The problem
Go through the data below line by line and report how many lines contain "Result", giving only that figure.

Data for processing
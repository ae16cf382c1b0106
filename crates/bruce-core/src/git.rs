//! Version-control adapter. Only "commits since a timestamp" is needed.

use std::io::Read;
use std::path::{Path, PathBuf};
use std::process::{Command, Stdio};
use std::thread;
use std::time::{Duration, Instant};

use chrono::{DateTime, Utc};
use thiserror::Error;

use crate::session::GitCommit;

#[derive(Debug, Error)]
pub enum VcsError {
    #[error("git executable not found")]
    Unavailable,
    #[error("git timed out after {0:?}")]
    Timeout(Duration),
    #[error("git failed: {0}")]
    Failed(String),
    #[error("Failed to run git: {0}")]
    Io(#[from] std::io::Error),
}

pub trait VcsAdapter: Send + Sync {
    /// Commits authored after `since`, newest first. A directory that is not a repository
    /// yields an empty list.
    fn commits_since(&self, since: DateTime<Utc>) -> Result<Vec<GitCommit>, VcsError>;
}

/// Adapter for projects without version control.
#[derive(Debug, Default, Clone, Copy)]
pub struct NoVcs;

impl VcsAdapter for NoVcs {
    fn commits_since(&self, _since: DateTime<Utc>) -> Result<Vec<GitCommit>, VcsError> {
        Ok(Vec::new())
    }
}

/// Runs the `git` binary under `repo_root` with a hard timeout.
#[derive(Debug, Clone)]
pub struct GitCli {
    repo_root: PathBuf,
    timeout: Duration,
}

impl GitCli {
    pub fn new(repo_root: impl Into<PathBuf>, timeout: Duration) -> Self {
        Self {
            repo_root: repo_root.into(),
            timeout,
        }
    }

    pub fn repo_root(&self) -> &Path {
        &self.repo_root
    }

    fn run(&self, args: &[String]) -> Result<String, VcsError> {
        let binary = which::which("git").map_err(|_| VcsError::Unavailable)?;
        let mut child = Command::new(binary)
            .arg("-C")
            .arg(&self.repo_root)
            .args(args)
            .stdin(Stdio::null())
            .stdout(Stdio::piped())
            .stderr(Stdio::piped())
            .spawn()?;

        let stdout = child.stdout.take();
        let stderr = child.stderr.take();
        let stdout_reader = thread::spawn(move || read_pipe(stdout));
        let stderr_reader = thread::spawn(move || read_pipe(stderr));

        let deadline = Instant::now() + self.timeout;
        let status = loop {
            match child.try_wait()? {
                Some(status) => break status,
                None if Instant::now() >= deadline => {
                    let _ = child.kill();
                    let _ = child.wait();
                    return Err(VcsError::Timeout(self.timeout));
                }
                None => thread::sleep(Duration::from_millis(20)),
            }
        };

        let stdout = stdout_reader.join().unwrap_or_default();
        let stderr = stderr_reader.join().unwrap_or_default();
        if status.success() {
            Ok(stdout)
        } else {
            Err(VcsError::Failed(stderr.trim().to_string()))
        }
    }
}

impl VcsAdapter for GitCli {
    fn commits_since(&self, since: DateTime<Utc>) -> Result<Vec<GitCommit>, VcsError> {
        let args = vec![
            "log".to_string(),
            "--format=%h%x09%s".to_string(),
            format!("--since={}", since.to_rfc3339()),
        ];
        match self.run(&args) {
            Ok(stdout) => Ok(parse_log(&stdout)),
            Err(VcsError::Failed(message)) if is_not_a_repository(&message) => {
                tracing::debug!(root = %self.repo_root.display(), "not a git repository");
                Ok(Vec::new())
            }
            Err(err) => Err(err),
        }
    }
}

fn is_not_a_repository(stderr: &str) -> bool {
    let lower = stderr.to_lowercase();
    lower.contains("not a git repository")
        || lower.contains("does not have any commits yet")
        || lower.contains("bad default revision")
}

/// Parses `<hash>\t<subject>` lines.
pub fn parse_log(output: &str) -> Vec<GitCommit> {
    output
        .lines()
        .filter_map(|line| {
            let line = line.trim_end();
            if line.is_empty() {
                return None;
            }
            let (hash, message) = line.split_once('\t').unwrap_or((line, ""));
            let hash = hash.trim();
            if hash.is_empty() {
                return None;
            }
            Some(GitCommit {
                hash: hash.to_string(),
                message: message.trim().to_string(),
            })
        })
        .collect()
}

fn read_pipe<R: Read>(pipe: Option<R>) -> String {
    let mut buffer = Vec::new();
    if let Some(mut pipe) = pipe {
        let _ = pipe.read_to_end(&mut buffer);
    }
    String::from_utf8_lossy(&buffer).to_string()
}

#[cfg(test)]
mod tests {
    use super::*;
    use pretty_assertions::assert_eq;

    #[test]
    fn parse_log_splits_hash_and_subject() {
        let commits = parse_log("abc123\tAdd engine\n\ndef456\tFix: tabs\tinside\nfff\n");
        assert_eq!(
            commits,
            vec![
                GitCommit {
                    hash: "abc123".into(),
                    message: "Add engine".into()
                },
                GitCommit {
                    hash: "def456".into(),
                    message: "Fix: tabs\tinside".into()
                },
                GitCommit {
                    hash: "fff".into(),
                    message: String::new()
                },
            ]
        );
    }

    #[test]
    fn not_a_repository_is_empty_not_error() {
        let temp = tempfile::TempDir::new().expect("tempdir");
        let git = GitCli::new(temp.path(), Duration::from_secs(5));
        match git.commits_since(Utc::now()) {
            Ok(commits) => assert!(commits.is_empty()),
            // No git binary on this machine.
            Err(VcsError::Unavailable) => {}
            Err(other) => panic!("unexpected error: {other}"),
        }
    }

    #[test]
    fn no_vcs_reports_nothing() {
        assert!(NoVcs.commits_since(Utc::now()).expect("ok").is_empty());
    }
}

Response to this task
4